• [What you need to do]: Find the lines below that include the word "HTTP" and report how many there are, with no other text.

• [Stored data]:
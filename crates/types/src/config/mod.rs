// Path: crates/types/src/config/mod.rs

//! Shared configuration structures for the REVID node.
//!
//! Configuration is environment-driven: `NodeConfig::from_env` reads the
//! `REVID_*` variables, applies the documented defaults, and validates the
//! hex-encoded RSA parameters syntactically (the crypto crate validates them
//! semantically at startup).

use serde::{Deserialize, Serialize};
use std::env;

use crate::error::ConfigError;

/// Which chain backend the node speaks to.
#[derive(Debug, Serialize, Deserialize, Clone, Copy, PartialEq, Eq)]
#[serde(rename_all = "lowercase")]
pub enum ChainMode {
    /// The HTTP bridge fronting the deployed contract and multi-sig wallet.
    Bridge,
    /// An in-process contract instance (local development and tests).
    InProcess,
}

/// The RSA accumulator parameters, as loaded from the environment.
///
/// The trapdoor is carried separately from the public parameters so callers
/// can drop it from memory independently; it never appears in `Debug` output.
#[derive(Clone, Serialize, Deserialize)]
pub struct RsaParamsConfig {
    /// The 2048-bit composite modulus `N`, hex.
    pub modulus_hex: String,
    /// The generator `g` (conventionally 2 or 4), hex.
    pub generator_hex: String,
    /// The Carmichael totient of `N`, hex. The trapdoor.
    pub trapdoor_hex: String,
}

impl core::fmt::Debug for RsaParamsConfig {
    fn fmt(&self, f: &mut core::fmt::Formatter<'_>) -> core::fmt::Result {
        f.debug_struct("RsaParamsConfig")
            .field("modulus_hex", &self.modulus_hex)
            .field("generator_hex", &self.generator_hex)
            .field("trapdoor_hex", &"<redacted>")
            .finish()
    }
}

/// Connection settings for the commitment chain.
#[derive(Debug, Serialize, Deserialize, Clone)]
pub struct ChainConfig {
    /// Backend selection.
    pub mode: ChainMode,
    /// Base URL of the chain bridge (required in `Bridge` mode).
    pub rpc_url: String,
    /// The deployed commitment contract address, hex (20 bytes).
    pub contract_address: String,
    /// The multi-sig authority address, hex (20 bytes).
    pub multisig_address: String,
    /// How often the event-ingestion loop polls, in milliseconds.
    #[serde(default = "default_event_poll_interval_ms")]
    pub event_poll_interval_ms: u64,
    /// Only blocks at least this far behind the tip are ingested.
    #[serde(default = "default_confirmation_depth")]
    pub confirmation_depth: u64,
    /// Per-RPC deadline in milliseconds.
    #[serde(default = "default_rpc_timeout_ms")]
    pub rpc_timeout_ms: u64,
}

fn default_event_poll_interval_ms() -> u64 {
    2_000
}
fn default_confirmation_depth() -> u64 {
    3
}
fn default_rpc_timeout_ms() -> u64 {
    10_000
}

/// Authentication-handshake settings.
#[derive(Debug, Serialize, Deserialize, Clone)]
pub struct AuthConfig {
    /// Seconds an issued challenge nonce stays valid.
    #[serde(default = "default_nonce_ttl_seconds")]
    pub nonce_ttl_seconds: u64,
}

fn default_nonce_ttl_seconds() -> u64 {
    300
}

/// Advisory sliding-window rate limits applied at the external surface.
#[derive(Debug, Serialize, Deserialize, Clone, Copy)]
pub struct RateLimitConfig {
    /// Requests allowed per source address per minute.
    #[serde(default = "default_ip_per_minute")]
    pub ip_per_minute: u32,
    /// Authentication attempts allowed per device per five minutes.
    #[serde(default = "default_device_per_5_minutes")]
    pub device_per_5_minutes: u32,
}

fn default_ip_per_minute() -> u32 {
    20
}
fn default_device_per_5_minutes() -> u32 {
    5
}

impl Default for RateLimitConfig {
    fn default() -> Self {
        Self {
            ip_per_minute: default_ip_per_minute(),
            device_per_5_minutes: default_device_per_5_minutes(),
        }
    }
}

/// HTTP server settings.
#[derive(Debug, Serialize, Deserialize, Clone)]
pub struct ServerConfig {
    /// The socket address the HTTP surface binds to.
    #[serde(default = "default_listen_addr")]
    pub listen_addr: String,
    /// Maximum accepted request body, in kilobytes.
    #[serde(default = "default_body_limit_kb")]
    pub body_limit_kb: usize,
}

fn default_listen_addr() -> String {
    "127.0.0.1:8080".to_string()
}
fn default_body_limit_kb() -> usize {
    64
}

/// The complete node configuration.
#[derive(Debug, Serialize, Deserialize, Clone)]
pub struct NodeConfig {
    /// RSA accumulator parameters.
    pub params: RsaParamsConfig,
    /// Chain backend settings.
    pub chain: ChainConfig,
    /// Challenge-nonce settings.
    pub auth: AuthConfig,
    /// External-surface rate limits.
    pub limits: RateLimitConfig,
    /// HTTP server settings.
    pub server: ServerConfig,
    /// Path to the redb database file.
    pub db_path: String,
    /// Shared admin secret expected in the `x-admin-secret` header.
    pub admin_secret: String,
    /// Dev-mode only: allow the trapdoor to be mirrored into metadata.
    pub dev_persist_trapdoor: bool,
}

fn require(name: &str) -> Result<String, ConfigError> {
    env::var(name).map_err(|_| ConfigError::MissingVar(name.to_string()))
}

fn optional(name: &str, default: &str) -> String {
    env::var(name).unwrap_or_else(|_| default.to_string())
}

fn parse<T: core::str::FromStr>(name: &str, raw: String) -> Result<T, ConfigError>
where
    T::Err: core::fmt::Display,
{
    raw.parse::<T>().map_err(|e| ConfigError::InvalidVar {
        name: name.to_string(),
        reason: e.to_string(),
    })
}

fn check_hex(name: &str, value: &str) -> Result<(), ConfigError> {
    crate::codec::decode_hex_loose(value)
        .map(|_| ())
        .map_err(|e| ConfigError::InvalidVar {
            name: name.to_string(),
            reason: e.to_string(),
        })
}

impl NodeConfig {
    /// Loads the configuration from `REVID_*` environment variables.
    pub fn from_env() -> Result<Self, ConfigError> {
        let modulus_hex = require("REVID_MODULUS_HEX")?;
        check_hex("REVID_MODULUS_HEX", &modulus_hex)?;
        let generator_hex = require("REVID_GENERATOR_HEX")?;
        check_hex("REVID_GENERATOR_HEX", &generator_hex)?;

        // The trapdoor may come inline or from a secret file; the file form
        // keeps it out of process listings.
        let trapdoor_hex = match env::var("REVID_TRAPDOOR_HEX") {
            Ok(v) => v,
            Err(_) => {
                let path = require("REVID_TRAPDOOR_FILE")?;
                std::fs::read_to_string(&path)
                    .map(|s| s.trim().to_string())
                    .map_err(|e| ConfigError::InvalidVar {
                        name: "REVID_TRAPDOOR_FILE".to_string(),
                        reason: e.to_string(),
                    })?
            }
        };
        check_hex("REVID_TRAPDOOR_HEX", &trapdoor_hex)?;

        let mode = match optional("REVID_CHAIN_MODE", "bridge").to_ascii_lowercase().as_str() {
            "bridge" => ChainMode::Bridge,
            "inprocess" | "in-process" => ChainMode::InProcess,
            other => {
                return Err(ConfigError::InvalidVar {
                    name: "REVID_CHAIN_MODE".to_string(),
                    reason: format!("unknown mode '{other}'"),
                })
            }
        };
        let rpc_url = if mode == ChainMode::Bridge {
            require("REVID_CHAIN_RPC_URL")?
        } else {
            optional("REVID_CHAIN_RPC_URL", "")
        };

        Ok(Self {
            params: RsaParamsConfig {
                modulus_hex,
                generator_hex,
                trapdoor_hex,
            },
            chain: ChainConfig {
                mode,
                rpc_url,
                contract_address: optional("REVID_CONTRACT_ADDRESS", ""),
                multisig_address: optional("REVID_MULTISIG_ADDRESS", ""),
                event_poll_interval_ms: parse(
                    "REVID_EVENT_POLL_INTERVAL_MS",
                    optional("REVID_EVENT_POLL_INTERVAL_MS", "2000"),
                )?,
                confirmation_depth: parse(
                    "REVID_CONFIRMATION_DEPTH",
                    optional("REVID_CONFIRMATION_DEPTH", "3"),
                )?,
                rpc_timeout_ms: parse(
                    "REVID_RPC_TIMEOUT_MS",
                    optional("REVID_RPC_TIMEOUT_MS", "10000"),
                )?,
            },
            auth: AuthConfig {
                nonce_ttl_seconds: parse(
                    "REVID_NONCE_TTL_SECONDS",
                    optional("REVID_NONCE_TTL_SECONDS", "300"),
                )?,
            },
            limits: RateLimitConfig {
                ip_per_minute: parse(
                    "REVID_IP_RATE_LIMIT_PER_MINUTE",
                    optional("REVID_IP_RATE_LIMIT_PER_MINUTE", "20"),
                )?,
                device_per_5_minutes: parse(
                    "REVID_DEVICE_RATE_LIMIT_PER_5_MINUTES",
                    optional("REVID_DEVICE_RATE_LIMIT_PER_5_MINUTES", "5"),
                )?,
            },
            server: ServerConfig {
                listen_addr: optional("REVID_LISTEN_ADDR", &default_listen_addr()),
                body_limit_kb: parse(
                    "REVID_BODY_LIMIT_KB",
                    optional("REVID_BODY_LIMIT_KB", "64"),
                )?,
            },
            db_path: optional("REVID_DB_PATH", "./revid-data/registry.redb"),
            admin_secret: require("REVID_ADMIN_SECRET")?,
            dev_persist_trapdoor: optional("REVID_DEV_PERSIST_TRAPDOOR", "0") == "1",
        })
    }
}

#[cfg(test)]
mod tests {
    use super::*;

    #[test]
    fn test_rsa_params_debug_redacts_trapdoor() {
        let params = RsaParamsConfig {
            modulus_hex: "d1".to_string(),
            generator_hex: "04".to_string(),
            trapdoor_hex: "5a".to_string(),
        };
        let rendered = format!("{:?}", params);
        assert!(rendered.contains("<redacted>"));
        assert!(!rendered.contains("5a"));
    }
}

• [Exercise result]: 4